Rev. Liz Theoharis, a co-chair of the Poor People’s Campaign, compared Manchin’s support for the Freedom to Vote Act to a “photo op.”
“This is a cynical exercise of image polishing as Manchin stands in the way of For the People Act, fully restoring the 1965 Voting Rights Act, ending the filibuster, and raising minimum wage to $15/hour, all of which are widely supported by the people of West Virginia and the nation,” Theoharis said.
Voting rights experts say the Freedom to Vote Act contains some important improvements over the For the People Act, but Barber and other organizers oppose compromise language supported by Manchin on voter ID laws. Instead of striking down voter ID requirements, which critics say can disenfranchise marginalized voters, the Freedom to Vote Act would expand the types of identification voters can present.
“The language that seems to deem voter ID as essential to election integrity and election confidence … that language is codifying the Trump lie” about election fraud, Barber said.

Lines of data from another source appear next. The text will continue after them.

// src/handlers/service_types.rs

use axum::{
    extract::{OriginalUri, Path, Query, State},
    http::StatusCode,
    response::IntoResponse,
    Json,
};
use validator::Validate;

use crate::{
    common::{
        error::AppError,
        pagination::{PageRequest, Paginated},
    },
    config::AppState,
    handlers::{paginated, JsonBody},
    middleware::auth::AuthenticatedUser,
    models::service_type::{
        CreateServiceTypePayload, ServiceTypeFilters, ServiceTypeResource, UpdateServiceTypePayload,
    },
};

// =============================================================================
//  ROTAS ANINHADAS NA EMPRESA
// =============================================================================

#[utoipa::path(
    get,
    path = "/api/v1/companies/{company}/service-types",
    tag = "Service Types",
    params(
        ("company" = i64, Path, description = "ID da empresa"),
        ServiceTypeFilters
    ),
    responses(
        (status = 200, description = "Tipos de serviço da empresa", body = Paginated<ServiceTypeResource>),
        (status = 403, description = "Sem permissão para a empresa"),
        (status = 404, description = "Empresa não encontrada")
    ),
    security(("api_jwt" = []))
)]
pub async fn index(
    State(app_state): State<AppState>,
    AuthenticatedUser(session): AuthenticatedUser,
    Path(company_id): Path<i64>,
    uri: OriginalUri,
    Query(filters): Query<ServiceTypeFilters>,
) -> Result<Json<Paginated<ServiceTypeResource>>, AppError> {
    let request = PageRequest::new(filters.page, filters.per_page);
    let page = app_state
        .service_type_service
        .list_for_company(&session.caller, company_id, request)
        .await?;
    Ok(Json(paginated(page, &uri)))
}

#[utoipa::path(
    post,
    path = "/api/v1/companies/{company}/service-types",
    tag = "Service Types",
    params(("company" = i64, Path, description = "ID da empresa")),
    request_body = CreateServiceTypePayload,
    responses(
        (status = 201, description = "Tipo de serviço criado", body = ServiceTypeResource),
        (status = 403, description = "Sem permissão para a empresa"),
        (status = 404, description = "Empresa não encontrada"),
        (status = 422, description = "Nome inválido ou já existente na empresa")
    ),
    security(("api_jwt" = []))
)]
pub async fn store(
    State(app_state): State<AppState>,
    AuthenticatedUser(session): AuthenticatedUser,
    Path(company_id): Path<i64>,
    JsonBody(payload): JsonBody<CreateServiceTypePayload>,
) -> Result<impl IntoResponse, AppError> {
    payload.validate()?;

    let service_type = app_state
        .service_type_service
        .create(&session.caller, company_id, &payload)
        .await?;
    Ok((StatusCode::CREATED, Json(service_type)))
}

// =============================================================================
//  ROTAS PELO ID DO TIPO
// =============================================================================

#[utoipa::path(
    get,
    path = "/api/v1/service-types/{id}",
    tag = "Service Types",
    params(("id" = i64, Path, description = "ID do tipo de serviço")),
    responses(
        (status = 200, description = "Tipo de serviço", body = ServiceTypeResource),
        (status = 403, description = "Sem permissão"),
        (status = 404, description = "Tipo de serviço não encontrado")
    ),
    security(("api_jwt" = []))
)]
pub async fn show(
    State(app_state): State<AppState>,
    AuthenticatedUser(session): AuthenticatedUser,
    Path(id): Path<i64>,
) -> Result<Json<ServiceTypeResource>, AppError> {
    Ok(Json(app_state.service_type_service.show(&session.caller, id).await?))
}

#[utoipa::path(
    put,
    path = "/api/v1/service-types/{id}",
    tag = "Service Types",
    params(("id" = i64, Path, description = "ID do tipo de serviço")),
    request_body = UpdateServiceTypePayload,
    responses(
        (status = 200, description = "Tipo de serviço atualizado", body = ServiceTypeResource),
        (status = 403, description = "Sem permissão"),
        (status = 404, description = "Tipo de serviço não encontrado"),
        (status = 422, description = "Nome inválido ou já existente na empresa")
    ),
    security(("api_jwt" = []))
)]
pub async fn update(
    State(app_state): State<AppState>,
    AuthenticatedUser(session): AuthenticatedUser,
    Path(id): Path<i64>,
    JsonBody(payload): JsonBody<UpdateServiceTypePayload>,
) -> Result<Json<ServiceTypeResource>, AppError> {
    payload.validate()?;

    let service_type = app_state
        .service_type_service
        .update(&session.caller, id, &payload)
        .await?;
    Ok(Json(service_type))
}

#[utoipa::path(
    delete,
    path = "/api/v1/service-types/{id}",
    tag = "Service Types",
    params(("id" = i64, Path, description = "ID do tipo de serviço")),
    responses(
        (status = 204, description = "Tipo de serviço removido"),
        (status = 403, description = "Sem permissão"),
        (status = 404, description = "Tipo de serviço não encontrado")
    ),
    security(("api_jwt" = []))
)]
pub async fn destroy(
    State(app_state): State<AppState>,
    AuthenticatedUser(session): AuthenticatedUser,
    Path(id): Path<i64>,
) -> Result<StatusCode, AppError> {
    app_state.service_type_service.delete(&session.caller, id).await?;
    Ok(StatusCode::NO_CONTENT)
}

The Poor People’s campaign is currently urging activists to flood Manchin’s office with phone calls demanding the senator change his positions on the filibuster and support Democratic priorities. If Manchin refuses, Barber said activists may organize sit-ins and other forms of civil disobedience but did not give the senator any firm deadlines.
“Our backs are against the wall, and we have no choice but to fight. And we will fight nonviolently, but we will fight,” Barber said.
Still, the reverend remarked that it’s not too late for Manchin to change his mind.
Correction: An earlier version of this story identified Liz Theoharis as a Poor People’s Campaign organizer in Virginia. Theoharis is a national co-chair of the group. The earlier version also suggested the group is engaged in “civil rights” advocacy, but the campaign says “social justice” activism is more accurate.